In early February, we reported on the early termination of the HVTN 702 HIV vaccine trial in southern Africa for lack of efficacy. On March 8 at the Conference on Retroviruses and Opportunistic Infections (CROI), two investigators explained why researchers thought the vaccine might work and why it didn’t do so, after all.
HVTN 702 was built on the only randomized, controlled trial of an HIV vaccine that has shown at least some efficacy, the RV 144 trial in Thailand, Lawrence Corey, M.D., of the Fred Hutchinson Cancer Research Center explained. During that trial’s first year, efficacy was 50%, but it waned thereafter. If the vaccine’s durability and coverage were improved, it just might prevent enough seroconversions to be worth rolling out, researchers thought. They tweaked its components for the HIV subtype most common in southern Africa and added a sixth shot 18 months after the initial “prime” vaccination.
Two smaller studies evaluated that modified vaccine’s pharmacological properties. The latter of these, HVTN 100, showed it to be more immunogenic than the version used in Thailand. Other parameters, including functional antibody and other responses, were also better. Thus, a decision was made to move forward with a large-scale trial of the tweaked version in southern Africa—HVTN 702.
So why didn’t it work? Researchers are still trying to figure out the details, but one possible explanation stems from the greater genetic diversity of the clade C virus common in southern Africa compared to the clade B common in Thailand. This might make the “real world” HIV strains that HVTN 702 participants encountered too far removed genetically from the strains against which the RV 144–based vaccine works. The Thai trial had also shown a difference in protection levels between women at high and low risk for seroconversion. “The force of HIV is much greater in South Africa than in Thailand,” explained Corey. Thus, vaccine immunogenicity may still have been too low for the more frequent exposure to the virus at higher viral titer levels experienced by participants in southern Africa compared to those in Thailand.

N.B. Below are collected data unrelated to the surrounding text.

//! Shape-negotiating dispatch to an `InferenceEngine`.

use crate::engine::{InferenceEngine, NamedTensors, Tensor};
use crate::error::{Result, SketchError};

/// A candidate shape the engine refused, and why.
#[derive(Debug, Clone, PartialEq)]
pub struct Rejection {
    pub shape: Vec<usize>,
    pub message: String,
}

/// The first candidate the engine accepted.
#[derive(Debug, Clone)]
pub struct Accepted {
    pub shape: Vec<usize>,
    pub output_name: String,
    pub output: Tensor,
    /// Candidates rejected before this one, in order.
    pub failures: Vec<Rejection>,
}

/// Tries each candidate shape as a view over `buffer`, one engine run per
/// candidate, and returns the first success.
///
/// The output is the one named `output_name` if the engine produced it,
/// otherwise the first output. When every candidate fails the error carries
/// all attempted shapes and the last engine message.
pub fn run_candidates(
    engine: &dyn InferenceEngine,
    input_name: &str,
    output_name: Option<&str>,
    buffer: &Tensor,
    candidates: &[Vec<usize>],
) -> Result<Accepted> {
    let mut failures: Vec<Rejection> = Vec::new();

    let accepted = candidates.iter().find_map(|shape| {
        match attempt(engine, input_name, output_name, buffer, shape) {
            Ok((name, output)) => Some((shape.clone(), name, output)),
            Err(message) => {
                log::debug!("engine rejected shape {:?}: {}", shape, message);
                failures.push(Rejection { shape: shape.clone(), message });
                None
            }
        }
    });

    match accepted {
        Some((shape, output_name, output)) => Ok(Accepted { shape, output_name, output, failures }),
        None => {
            let last = failures.last().map(|f| f.message.clone()).unwrap_or_else(|| {
                format!("no candidate shape holds {} elements", buffer.len())
            });
            Err(SketchError::InferenceExhausted {
                attempted: failures.into_iter().map(|f| f.shape).collect(),
                last,
            })
        }
    }
}

fn attempt(
    engine: &dyn InferenceEngine,
    input_name: &str,
    output_name: Option<&str>,
    buffer: &Tensor,
    shape: &[usize],
) -> std::result::Result<(String, Tensor), String> {
    let view = buffer
        .reshaped(shape.to_vec())
        .ok_or_else(|| format!("shape {:?} does not hold {} elements", shape, buffer.len()))?;
    let feeds: NamedTensors = vec![(input_name.to_string(), view)];
    let outputs = engine.run(&feeds).map_err(|e| e.to_string())?;
    select_output(outputs, output_name).ok_or_else(|| "engine returned no outputs".to_string())
}

fn select_output(outputs: NamedTensors, wanted: Option<&str>) -> Option<(String, Tensor)> {
    let idx = wanted
        .and_then(|w| outputs.iter().position(|(name, _)| name == w))
        .unwrap_or(0);
    outputs.into_iter().nth(idx)
}

#[cfg(test)]
mod tests {
    use super::*;
    use crate::engine::{EngineMetadata, TensorInfo};
    use crate::error::EngineError;
    use crate::shape::fallback_shapes;
    use std::sync::Mutex;

    /// Accepts a single shape, records every call.
    struct OnlyShape {
        accept: Vec<usize>,
        calls: Mutex<Vec<Vec<usize>>>,
        meta: EngineMetadata,
        outputs: Vec<&'static str>,
    }

    impl OnlyShape {
        fn new(accept: Vec<usize>, outputs: Vec<&'static str>) -> Self {
            OnlyShape {
                accept,
                calls: Mutex::new(Vec::new()),
                meta: EngineMetadata {
                    inputs: vec![TensorInfo::new("x", vec![])],
                    outputs: outputs.iter().map(|n| TensorInfo::new(*n, vec![])).collect(),
                },
                outputs,
            }
        }
    }

    impl InferenceEngine for OnlyShape {
        fn metadata(&self) -> &EngineMetadata {
            &self.meta
        }

        fn run(&self, feeds: &NamedTensors) -> std::result::Result<NamedTensors, EngineError> {
            let shape = feeds[0].1.shape().to_vec();
            self.calls.lock().unwrap().push(shape.clone());
            if shape != self.accept {
                return Err(EngineError::new(format!("bad dims {:?}", shape)));
            }
            Ok(self
                .outputs
                .iter()
                .enumerate()
                .map(|(i, n)| (n.to_string(), Tensor::flat(vec![i as f32; 10])))
                .collect())
        }
    }

    fn buffer() -> Tensor {
        Tensor::flat(vec![0.25; 784])
    }

    #[test]
    fn stops_at_first_accepted_candidate() {
        let engine = OnlyShape::new(vec![1, 28, 28, 1], vec!["out"]);
        let cands = fallback_shapes().to_vec();
        let acc = run_candidates(&engine, "x", None, &buffer(), &cands).unwrap();
        assert_eq!(acc.shape, vec![1, 28, 28, 1]);
        assert_eq!(acc.failures.len(), 2);
        assert_eq!(acc.failures[0].message, "bad dims [1, 1, 28, 28]");
        // the flat fallback was never tried
        assert_eq!(engine.calls.lock().unwrap().len(), 3);
    }

    #[test]
    fn flat_layout_is_reached_last() {
        let engine = OnlyShape::new(vec![1, 784], vec!["out"]);
        let buf = buffer();
        let acc = run_candidates(&engine, "x", None, &buf, &fallback_shapes()).unwrap();
        assert_eq!(acc.failures.len(), 3);
    }

    #[test]
    fn exhaustion_reports_all_attempts_and_last_message() {
        let engine = OnlyShape::new(vec![784], vec!["out"]);
        let cands = fallback_shapes().to_vec();
        match run_candidates(&engine, "x", None, &buffer(), &cands) {
            Err(SketchError::InferenceExhausted { attempted, last }) => {
                assert_eq!(attempted, cands);
                assert_eq!(last, "bad dims [1, 784]");
            }
            other => panic!("unexpected: {:?}", other.map(|a| a.shape)),
        }
    }

    #[test]
    fn empty_candidate_list_is_exhausted_without_calls() {
        let engine = OnlyShape::new(vec![1, 784], vec!["out"]);
        let err = run_candidates(&engine, "x", None, &buffer(), &[]).unwrap_err();
        assert!(err.to_string().contains("no candidate shape holds 784 elements"));
        assert!(engine.calls.lock().unwrap().is_empty());
    }

    #[test]
    fn named_output_is_preferred_over_first() {
        let engine = OnlyShape::new(vec![1, 784], vec!["aux", "probs"]);
        let acc = run_candidates(&engine, "x", Some("probs"), &buffer(), &[vec![1, 784]]).unwrap();
        assert_eq!(acc.output_name, "probs");
        assert_eq!(acc.output.data()[0], 1.0);

        let acc = run_candidates(&engine, "x", Some("missing"), &buffer(), &[vec![1, 784]]).unwrap();
        assert_eq!(acc.output_name, "aux");
    }
}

HVTN 702 trial chair Glenda E. Gray, MBBCH, FCPaed (SA) , from the University of the Witwatersrand in Johannesburg , South Africa, provided more detailed data on that trial. It enrolled 5,404 participants, with 5,383 in the modified intent to treat cohort. Trial design capped the number of women at 70% of total enrollment. Ultimately, 3786 women were enrolled, 141 of whom became pregnant during the study, evenly split between the two arms. Half of them had used oral hormonal contraceptives, and 25 reported using male condoms, most often together with another contraceptive method.
By the January 2020 interim analysis that caused the trial termination, 62% of participants had been in the study until after their final vaccination, at 18 months after their initial prime shot. HIV prevention care for both arms included risk-reduction counseling, referral to medical male circumcision, provision of condoms, free pre-exposure prophylaxis (PrEP) and post-exposure prophylaxis (PEP), and treatment for sexually transmitted infections. However, participants infrequently used PrEP or PEP, and half of the men were already circumcised at study entry.
HIV incidence rates at 24 and 36 months after initial enrollment were 3.3/100 person years in both arms. However, almost 50% of all seroconversions occurred during the trial’s rollout, Gray pointed out, with 113 of the 267 seroconversions happening between shots 1 and 3 . Fifteen percent of those who acquired HIV had received all six vaccinations (two prime and four booster shots), and most who seroconverted were up to date with their HIV vaccination at the time of HIV acquisition. Thus, the low rate of completing the vaccination series is mainly due to seroconversions, rather than lack of adherence to the regimen, Gray explained.
Although the frequency of seroconversions didn’t differ by arm, it did differ by sex at birth: the HIV incidence rate among women was around 4%, compared to 1.2% among men, reflecting the reality of the epidemic in sub-Saharan Africa. “The HIV incidence in RSA [Republic of South Africa] especially amongst young women remains unacceptably high and is catastrophic for epidemic control,” Gray commented.
Other vaccine trials are ongoing. The first set of these, collectively called Antibody Mediated Prevention (AMP) trials, will end in August of this year. Two other studies, Imbokodo and Mosaico, use a “mosaic” approach that works against a variety of HIV strains. Imbokodo is fully enrolled, and Mosaico is still enrolling participants. Results are expected in 2021 and 2023, respectively. Other attempts at a vaccine are even further down the pipeline, with one trial, PrEPVac, expected to start soon and other approaches still in laboratory development.
“The bottom line from Dr. Corey’s and Dr. Gray’s presentations is that we must not be discouraged, but remain firm in our commitment to develop a vaccine,” session moderator Susan P. Buchbinder, M.D., of the San Francisco Department of Public Health, concluded.